Authored by JDevlieghere on Mar 1 2022, 12:37 PM.

Details

Summary

This patch fixes a data race in IOHandlerProcessSTDIO. The race is happens between the main thread and the event handling thread. The main thread is running the IOHandler (IOHandlerProcessSTDIO::Run()) when an event comes in that makes us pop the process IO handler which involves cancelling the IOHandler (IOHandlerProcessSTDIO::Cancel). The latter calls SetIsDone(true) which modifies m_is_done. At the same time, we have the main thread reading the variable through GetIsDone().

This patch avoids the race by using a mutex to synchronize the two threads. On the event thread, in IOHandlerProcessSTDIO ::Cancel method, we obtain the lock before changing the value of m_is_done. On the main thread, in IOHandlerProcessSTDIO::Run(), we obtain the lock before reading the value of m_is_done. Additionally, we delay calling SetIsDone until after the loop exists, to avoid a potential race between the two writes.

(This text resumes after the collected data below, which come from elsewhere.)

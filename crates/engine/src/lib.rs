//! Game driver: real-time stepping, control gating and save files.
//!
//! The engine in `tui-snake-core` only knows discrete steps. This crate owns a
//! [`GameState`](crate::core::GameState), feeds it elapsed milliseconds and
//! player [`Command`]s, and reads/writes the JSON archive on disk.

pub mod config;
pub mod controls;
pub mod driver;

pub use tui_snake_core as core;
pub use tui_snake_types as types;

pub use config::DriverConfig;
pub use controls::{control_enabled, enabled_controls, pause_label, speed_editable, Control};
pub use driver::{Command, Driver, DriverError, DEATH_NOTICE};
//! Driver configuration.
//!
//! Defaults can be overridden through environment variables:
//!
//! | Variable | Default | Meaning |
//! |----------|---------|---------|
//! | `SNAKE_BOARD_WIDTH` | 40 | Board width in cells |
//! | `SNAKE_BOARD_HEIGHT` | 40 | Board height in cells |
//! | `SNAKE_SPEED` | 10 | Steps per second (1..=50) |
//! | `SNAKE_SEED` | wall clock | RNG seed |
//! | `SNAKE_SAVE_PATH` | `snake-save.json` | Archive used by save/load |
//! | `SNAKE_LOG_PATH` | unset | Write tracing output to this file |

use std::env;
use std::path::PathBuf;

use crate::types::{
    BOARD_HEIGHT, BOARD_WIDTH, DEFAULT_STEPS_PER_SECOND, MAX_STEPS_PER_SECOND, MIN_BOARD_SIDE,
    MIN_STEPS_PER_SECOND,
};

pub const DEFAULT_SAVE_PATH: &str = "snake-save.json";

#[derive(Debug, Clone, PartialEq, Eq)]
pub struct DriverConfig {
    pub board_width: i32,
    pub board_height: i32,
    pub steps_per_second: u32,
    pub seed: Option<u32>,
    pub save_path: PathBuf,
    pub log_path: Option<String>,
}

impl Default for DriverConfig {
    fn default() -> Self {
        Self {
            board_width: BOARD_WIDTH,
            board_height: BOARD_HEIGHT,
            steps_per_second: DEFAULT_STEPS_PER_SECOND,
            seed: None,
            save_path: PathBuf::from(DEFAULT_SAVE_PATH),
            log_path: None,
        }
    }
}

impl DriverConfig {
    /// Create from environment variables, falling back to defaults for
    /// anything unset or unparsable.
    pub fn from_env() -> Self {
        Self::from_lookup(|key| env::var(key).ok())
    }

    /// Same as [`DriverConfig::from_env`] with an injectable lookup.
    pub fn from_lookup(lookup: impl Fn(&str) -> Option<String>) -> Self {
        let defaults = Self::default();
        let parsed = |key: &str| lookup(key).and_then(|s| s.trim().parse::<i64>().ok());

        let board_width = parsed("SNAKE_BOARD_WIDTH")
            .filter(|&w| w >= MIN_BOARD_SIDE as i64 && w <= 500)
            .map(|w| w as i32)
            .unwrap_or(defaults.board_width);

        let board_height = parsed("SNAKE_BOARD_HEIGHT")
            .filter(|&h| h >= MIN_BOARD_SIDE as i64 && h <= 500)
            .map(|h| h as i32)
            .unwrap_or(defaults.board_height);

        let steps_per_second = parsed("SNAKE_SPEED")
            .filter(|&s| s >= MIN_STEPS_PER_SECOND as i64 && s <= MAX_STEPS_PER_SECOND as i64)
            .map(|s| s as u32)
            .unwrap_or(defaults.steps_per_second);

        let seed = parsed("SNAKE_SEED")
            .filter(|&s| s >= 0 && s <= u32::MAX as i64)
            .map(|s| s as u32);

        let save_path = lookup("SNAKE_SAVE_PATH")
            .map(|s| s.trim().to_string())
            .filter(|s| !s.is_empty())
            .map(PathBuf::from)
            .unwrap_or(defaults.save_path);

        let log_path = lookup("SNAKE_LOG_PATH")
            .map(|s| s.trim().to_string())
            .and_then(|s| if s.is_empty() { None } else { Some(s) });

        Self {
            board_width,
            board_height,
            steps_per_second,
            seed,
            save_path,
            log_path,
        }
    }

    /// Milliseconds between two engine steps.
    pub fn step_interval_ms(&self) -> u32 {
        1000 / self.steps_per_second.clamp(MIN_STEPS_PER_SECOND, MAX_STEPS_PER_SECOND)
    }
}
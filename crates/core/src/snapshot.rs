//! Save-file snapshot of a paused game.
//!
//! The JSON layout is fixed:
//!
//! ```text
//! {"width":40,"height":40,"body":["(4, 5)","(5, 5)"],"barriers":[],
//!  "bonus":"(-1, -1)","timeFromStart":1,"direction":0,"status":2,"bonusCnt":0}
//! ```
//!
//! Coordinates travel as `"(x, y)"` strings, direction and status as their
//! small-integer encodings. Anything missing, fractional, negative where a
//! counter is expected, or out of range is rejected with
//! [`SnakeError::InvalidSnapshot`], as is any cell that lies off the board.

use serde::{Deserialize, Serialize};

use crate::types::{Coordinate, Direction, GameStatus, SnakeError, MIN_BOARD_SIDE};

#[derive(Debug, Clone, PartialEq, Eq, Serialize, Deserialize)]
pub struct GameSnapshot {
    pub width: i32,
    pub height: i32,
    #[serde(with = "coordinate_list")]
    pub body: Vec<Coordinate>,
    #[serde(with = "coordinate_list")]
    pub barriers: Vec<Coordinate>,
    /// [`Coordinate::NONE`] when there is no bonus.
    #[serde(with = "coordinate_text")]
    pub bonus: Coordinate,
    #[serde(rename = "timeFromStart")]
    pub time_from_start: u32,
    #[serde(with = "direction_index")]
    pub direction: Direction,
    #[serde(with = "status_index")]
    pub status: GameStatus,
    #[serde(rename = "bonusCnt")]
    pub bonus_cnt: u32,
}

impl GameSnapshot {
    /// Parse and validate a snapshot; compact and pretty JSON are both accepted.
    pub fn from_json(json: &str) -> Result<Self, SnakeError> {
        let snapshot: GameSnapshot = serde_json::from_str(json)
            .map_err(|e| SnakeError::InvalidSnapshot(e.to_string()))?;
        snapshot.validate()?;
        Ok(snapshot)
    }

    /// Compact JSON, the form written to save files.
    pub fn to_json(&self) -> Result<String, SnakeError> {
        serde_json::to_string(self).map_err(encode_error)
    }

    pub fn to_json_pretty(&self) -> Result<String, SnakeError> {
        serde_json::to_string_pretty(self).map_err(encode_error)
    }

    /// Checks the invariants a game needs to resume from this snapshot.
    ///
    /// The board must be at least [`MIN_BOARD_SIDE`] on each side, the body
    /// at least two cells long, and every body, barrier and bonus cell on
    /// the board ([`Coordinate::NONE`] stands for "no bonus").
    pub fn validate(&self) -> Result<(), SnakeError> {
        if self.width < MIN_BOARD_SIDE || self.height < MIN_BOARD_SIDE {
            return Err(SnakeError::InvalidSnapshot(format!(
                "board must be at least {side}x{side}, got {}x{}",
                self.width,
                self.height,
                side = MIN_BOARD_SIDE
            )));
        }
        if self.body.len() < 2 {
            return Err(SnakeError::InvalidSnapshot(format!(
                "body needs at least 2 cells, got {}",
                self.body.len()
            )));
        }
        if let Some(cell) = self.body.iter().find(|&&c| !self.on_board(c)) {
            return Err(SnakeError::InvalidSnapshot(format!(
                "body cell {} is outside the board",
                cell
            )));
        }
        if let Some(cell) = self.barriers.iter().find(|&&c| !self.on_board(c)) {
            return Err(SnakeError::InvalidSnapshot(format!(
                "barrier {} is outside the board",
                cell
            )));
        }
        if self.bonus != Coordinate::NONE && !self.on_board(self.bonus) {
            return Err(SnakeError::InvalidSnapshot(format!(
                "bonus {} is outside the board",
                self.bonus
            )));
        }
        Ok(())
    }

    fn on_board(&self, cell: Coordinate) -> bool {
        (0..self.width).contains(&cell.x) && (0..self.height).contains(&cell.y)
    }
}

fn encode_error(err: serde_json::Error) -> SnakeError {
    SnakeError::Encode(err.to_string())
}

mod coordinate_text {
    use serde::de::Error;
    use serde::{Deserialize, Deserializer, Serializer};

    use crate::types::Coordinate;

    pub fn serialize<S>(cell: &Coordinate, serializer: S) -> Result<S::Ok, S::Error>
    where
        S: Serializer,
    {
        serializer.collect_str(cell)
    }

    pub fn deserialize<'de, D>(deserializer: D) -> Result<Coordinate, D::Error>
    where
        D: Deserializer<'de>,
    {
        let text = String::deserialize(deserializer)?;
        text.parse().map_err(D::Error::custom)
    }
}

mod coordinate_list {
    use serde::de::Error;
    use serde::{Deserialize, Deserializer, Serializer};

    use crate::types::Coordinate;

    pub fn serialize<S>(cells: &[Coordinate], serializer: S) -> Result<S::Ok, S::Error>
    where
        S: Serializer,
    {
        serializer.collect_seq(cells.iter().map(|c| c.to_string()))
    }

    pub fn deserialize<'de, D>(deserializer: D) -> Result<Vec<Coordinate>, D::Error>
    where
        D: Deserializer<'de>,
    {
        Vec::<String>::deserialize(deserializer)?
            .iter()
            .map(|text| text.parse().map_err(D::Error::custom))
            .collect()
    }
}

mod direction_index {
    use serde::de::Error;
    use serde::{Deserialize, Deserializer, Serializer};

    use crate::types::Direction;

    pub fn serialize<S>(dir: &Direction, serializer: S) -> Result<S::Ok, S::Error>
    where
        S: Serializer,
    {
        serializer.serialize_u8(dir.index())
    }

    pub fn deserialize<'de, D>(deserializer: D) -> Result<Direction, D::Error>
    where
        D: Deserializer<'de>,
    {
        let raw = i64::deserialize(deserializer)?;
        Direction::from_index(raw)
            .ok_or_else(|| D::Error::custom(format!("direction {} out of range 0..=3", raw)))
    }
}

mod status_index {
    use serde::de::Error;
    use serde::{Deserialize, Deserializer, Serializer};

    use crate::types::GameStatus;

    pub fn serialize<S>(status: &GameStatus, serializer: S) -> Result<S::Ok, S::Error>
    where
        S: Serializer,
    {
        serializer.serialize_u8(status.index())
    }

    pub fn deserialize<'de, D>(deserializer: D) -> Result<GameStatus, D::Error>
    where
        D: Deserializer<'de>,
    {
        let raw = i64::deserialize(deserializer)?;
        GameStatus::from_index(raw)
            .ok_or_else(|| D::Error::custom(format!("status {} out of range 0..=3", raw)))
    }
}

#[cfg(test)]
mod tests {
    use super::*;

    const COMPACT: &str = r#"{"width":40,"height":40,"body":["(4, 5)","(5, 5)"],"barriers":["(1, 1)","(2, 3)"],"bonus":"(-1, -1)","timeFromStart":7,"direction":0,"status":2,"bonusCnt":2}"#;

    fn sample() -> GameSnapshot {
        GameSnapshot {
            width: 40,
            height: 40,
            body: vec![Coordinate::new(4, 5), Coordinate::new(5, 5)],
            barriers: vec![Coordinate::new(1, 1), Coordinate::new(2, 3)],
            bonus: Coordinate::NONE,
            time_from_start: 7,
            direction: Direction::Left,
            status: GameStatus::Pause,
            bonus_cnt: 2,
        }
    }

    fn rejects(json: &str) {
        match GameSnapshot::from_json(json) {
            Err(SnakeError::InvalidSnapshot(_)) => {}
            other => panic!("expected InvalidSnapshot for {}, got {:?}", json, other),
        }
    }

    #[test]
    fn writes_fixed_compact_layout() {
        assert_eq!(sample().to_json().unwrap(), COMPACT);
    }

    #[test]
    fn reads_compact_form() {
        assert_eq!(GameSnapshot::from_json(COMPACT).unwrap(), sample());
    }

    #[test]
    fn reads_pretty_form() {
        let pretty = sample().to_json_pretty().unwrap();
        assert!(pretty.contains('\n'));
        assert_eq!(GameSnapshot::from_json(&pretty).unwrap(), sample());
    }

    #[test]
    fn key_order_does_not_matter() {
        let shuffled = r#"{
            "bonusCnt": 0, "status": 2, "direction": 3, "timeFromStart": 0,
            "bonus": "(9, 9)", "barriers": [], "body": ["(1, 1)", "(1, 0)"],
            "height": 10, "width": 12
        }"#;
        let snap = GameSnapshot::from_json(shuffled).unwrap();
        assert_eq!(snap.width, 12);
        assert_eq!(snap.direction, Direction::Down);
        assert_eq!(snap.bonus, Coordinate::new(9, 9));
    }

    #[test]
    fn rejects_missing_field() {
        rejects(&COMPACT.replace(r#""bonusCnt":2"#, r#""other":2"#));
        rejects(&COMPACT.replace(r#","barriers":["(1, 1)","(2, 3)"]"#, ""));
    }

    #[test]
    fn rejects_non_integer_numbers() {
        rejects(&COMPACT.replace(r#""width":40"#, r#""width":40.5"#));
        rejects(&COMPACT.replace(r#""status":2"#, r#""status":"2""#));
        rejects(&COMPACT.replace(r#""timeFromStart":7"#, r#""timeFromStart":-1"#));
    }

    #[test]
    fn rejects_out_of_range_encodings() {
        rejects(&COMPACT.replace(r#""direction":0"#, r#""direction":4"#));
        rejects(&COMPACT.replace(r#""direction":0"#, r#""direction":-1"#));
        rejects(&COMPACT.replace(r#""status":2"#, r#""status":9"#));
    }

    #[test]
    fn rejects_malformed_coordinates() {
        rejects(&COMPACT.replace(r#""(4, 5)""#, r#""4, 5""#));
        rejects(&COMPACT.replace(r#""bonus":"(-1, -1)""#, r#""bonus":"(x, y)""#));
    }

    #[test]
    fn rejects_impossible_games() {
        rejects(&COMPACT.replace(r#""width":40"#, r#""width":0"#));
        rejects(&COMPACT.replace(r#"["(4, 5)","(5, 5)"]"#, r#"["(4, 5)"]"#));
    }

    #[test]
    fn rejects_boards_too_small_to_restart() {
        rejects(&COMPACT.replace(r#""width":40"#, r#""width":4"#));
        rejects(&COMPACT.replace(r#""height":40"#, r#""height":2"#));
    }

    #[test]
    fn rejects_cells_off_the_board() {
        rejects(&COMPACT.replace(r#""(4, 5)""#, r#""(2147483647, 5)""#));
        rejects(&COMPACT.replace(r#""(5, 5)""#, r#""(5, 40)""#));
        rejects(&COMPACT.replace(r#""(2, 3)""#, r#""(-3, 3)""#));
        rejects(&COMPACT.replace(r#""bonus":"(-1, -1)""#, r#""bonus":"(40, 0)""#));
        rejects(&COMPACT.replace(r#""bonus":"(-1, -1)""#, r#""bonus":"(-1, 0)""#));
    }

    #[test]
    fn accepts_cells_on_the_last_row_and_column() {
        let json = COMPACT
            .replace(r#""(4, 5)""#, r#""(39, 39)""#)
            .replace(r#""(5, 5)""#, r#""(39, 38)""#)
            .replace(r#""bonus":"(-1, -1)""#, r#""bonus":"(0, 39)""#);
        let snap = GameSnapshot::from_json(&json).unwrap();
        assert_eq!(snap.body[0], Coordinate::new(39, 39));
        assert_eq!(snap.bonus, Coordinate::new(0, 39));
    }

    #[test]
    fn accepts_saturated_counters() {
        let json = COMPACT
            .replace(r#""timeFromStart":7"#, r#""timeFromStart":4294967295"#)
            .replace(r#""bonusCnt":2"#, r#""bonusCnt":4294967295"#);
        let snap = GameSnapshot::from_json(&json).unwrap();
        assert_eq!(snap.time_from_start, u32::MAX);
        assert_eq!(snap.bonus_cnt, u32::MAX);
    }

    #[test]
    fn encode_failures_are_not_load_errors() {
        use serde::ser::Error;

        let err = encode_error(serde_json::Error::custom("unencodable"));
        assert_eq!(err, SnakeError::Encode("unencodable".to_string()));
    }

    #[test]
    fn rejects_non_objects() {
        rejects("");
        rejects("[]");
        rejects("null");
    }
}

  Write of size 1 at 0x00010b66bb68 by thread T7 (mutexes: write M2862, write M718324145051843688):
    #0 lldb_private::IOHandler::SetIsDone(bool) IOHandler.h:90 (liblldb.15.0.0git.dylib:arm64+0x971d84)
    #1 IOHandlerProcessSTDIO::Cancel() Process.cpp:4382 (liblldb.15.0.0git.dylib:arm64+0x5ddfec)
    #2 lldb_private::Debugger::PopIOHandler(std::__1::shared_ptr<lldb_private::IOHandler> const&) Debugger.cpp:1156 (liblldb.15.0.0git.dylib:arm64+0x3cb2a8)
    #3 lldb_private::Debugger::RemoveIOHandler(std::__1::shared_ptr<lldb_private::IOHandler> const&) Debugger.cpp:1063 (liblldb.15.0.0git.dylib:arm64+0x3cbd2c)
    #4 lldb_private::Process::PopProcessIOHandler() Process.cpp:4487 (liblldb.15.0.0git.dylib:arm64+0x5c583c)
    #5 lldb_private::Debugger::HandleProcessEvent(std::__1::shared_ptr<lldb_private::Event> const&) Debugger.cpp:1549 (liblldb.15.0.0git.dylib:arm64+0x3ceabc)
    #6 lldb_private::Debugger::DefaultEventHandler() Debugger.cpp:1622 (liblldb.15.0.0git.dylib:arm64+0x3cf2c0)
    #7 std::__1::__function::__func<lldb_private::Debugger::StartEventHandlerThread()::$_2, std::__1::allocator<lldb_private::Debugger::StartEventHandlerThread()::$_2>, void* ()>::operator()() function
.h:352 (liblldb.15.0.0git.dylib:arm64+0x3d1bd8)
    #8 lldb_private::HostNativeThreadBase::ThreadCreateTrampoline(void*) HostNativeThreadBase.cpp:62 (liblldb.15.0.0git.dylib:arm64+0x4c71ac)
    #9 lldb_private::HostThreadMacOSX::ThreadCreateTrampoline(void*) HostThreadMacOSX.mm:18 (liblldb.15.0.0git.dylib:arm64+0x29ef544)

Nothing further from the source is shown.